Nigeria: Eleven Killed In Less Than A Week In Three Central States

By Christian Solidarity Worldwide, CSW UK Office
Photo credit: La Croix International
Photo credit: La Croix International

Attacks by armed men of Fulani ethnicity in Nigeria’s Kaduna, Plateau and Benue states between 20 and 26 September have claimed the lives of eleven people, including a community leader and a traditional ruler.

On 26 September, gunmen invaded the Dogon Fili Community in the Godogodo Chiefdom of Jema’a Local Government Area (LGA), southern Kaduna late in the evening, killing community leader Yunana Abu and another villager identified as Christopher Ango. It was the latest attack to occur in the wake of a series of high-profile peace initiatives in the area, including the inauguration of ‘The House of Kaduna Family,’ by the Kaduna State Governor Nasir el Rufai.

On 24 September, five people died when around 20 gunmen attacked the K/Vom Community in the Vwang District of Jos South LGA in Plateau State at around 7.30pm. Four people were killed while relaxing in a bar and a student from the School of Animal Health Production Vom was murdered close to his shop.

On 21 September, traditional ruler Bulus Chuwang Jang, the Acting Gwom Rwei of Foron District in Barkin Ladi LGA, Plateau State, who was a strong advocate for peace and reconciliation, was murdered by men wielding AK-47s after they broke into his home.

Earlier, reports emerged of an attack on Tse-Apera village in Nzorov in Guma LGA, the home area of Benue State Governor Samuel Ortom, that claimed the lives of three people. Armed men reportedly surrounded the area at around 5am on 20 September and attacked from house to house, injuring eight people and killing two, one of whom was reportedly beheaded. Some of the injured were later transported to the Guma General Hospital, while others were taken to the Benue State University Teaching Hospital (BSUTH), where the third victim died. The Chairman of the LGA, Hon. Caleb Aba informed Nigerian media that the assailants were identified as being members of the Fulani ethnic group “by their robes and the language they speak.”

In a media interview published on 27 September in which he discussed the current insecurity in both central and north western Nigeria among other issues, Jonah Jang, a former Plateau State Governor, alleged there were “highly placed people in Nigeria who are behind the security crisis in the country,” and that “land areas belonging to indigenous people are being taken over by other people and occupied by force and the government is not saying anything about it.” He added:” What is happening is not a secret; people are being brought from Mali, Chad and all over to come and occupy native land. Is it somebody’s agenda to create a territory for some people in Nigeria?”
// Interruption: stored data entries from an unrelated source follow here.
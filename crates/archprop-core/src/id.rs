//! Issue reference identity.
//!
//! A [`IssueRef`] is either a user-authored string (for issues supplied by
//! the caller) or an integer the engine allocates for derived issues. On the
//! wire it is a bare JSON string or number.

use std::fmt;

use serde::{Deserialize, Serialize};

/// Propagation-tracking identity of an issue.
#[derive(Debug, Clone, PartialEq, Eq, Hash, PartialOrd, Ord, Serialize, Deserialize)]
#[serde(untagged)]
pub enum IssueRef {
    /// Engine-assigned reference of a derived issue.
    Derived(u64),
    /// Caller-assigned reference of a user-authored issue.
    Named(String),
}

impl IssueRef {
    /// Returns the numeric value for derived refs.
    pub fn as_derived(&self) -> Option<u64> {
        match self {
            IssueRef::Derived(n) => Some(*n),
            IssueRef::Named(_) => None,
        }
    }
}

impl fmt::Display for IssueRef {
    fn fmt(&self, f: &mut fmt::Formatter<'_>) -> fmt::Result {
        match self {
            IssueRef::Derived(n) => write!(f, "{}", n),
            IssueRef::Named(s) => write!(f, "{}", s),
        }
    }
}

impl From<&str> for IssueRef {
    fn from(s: &str) -> Self {
        IssueRef::Named(s.to_string())
    }
}

impl From<String> for IssueRef {
    fn from(s: String) -> Self {
        IssueRef::Named(s)
    }
}

impl From<u64> for IssueRef {
    fn from(n: u64) -> Self {
        IssueRef::Derived(n)
    }
}

#[cfg(test)]
mod tests {
    use super::*;

    #[test]
    fn deserializes_string_and_number() {
        let named: IssueRef = serde_json::from_str("\"bug-1\"").unwrap();
        assert_eq!(named, IssueRef::Named("bug-1".into()));

        let derived: IssueRef = serde_json::from_str("12").unwrap();
        assert_eq!(derived, IssueRef::Derived(12));
    }

    #[test]
    fn numeric_looking_string_stays_named() {
        let named: IssueRef = serde_json::from_str("\"12\"").unwrap();
        assert_eq!(named.as_derived(), None);
    }

    #[test]
    fn display_prints_inner_value() {
        assert_eq!(format!("{}", IssueRef::Derived(3)), "3");
        assert_eq!(format!("{}", IssueRef::from("seed")), "seed");
    }
}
CSW’s Founder President Mervyn Thomas said: “We extend our deepest condolences to all who have lost loved ones in the recent violence and wish those who were injured a swift and full recovery. These latest attacks once again highlight the unacceptable levels of insecurity in central Nigeria, and underline the fact that far more can and must be done by the Nigerian authorities to apprehend the perpetrators, secure the lives and properties of civilians, and ensure lasting peace with justice. We continue to call on UN Member States to raise the ongoing crisis in Nigeria’s Middle Belt states during the current session of the UN Human Rights Council, and in all future negotiations and discussions with the Nigerian government.”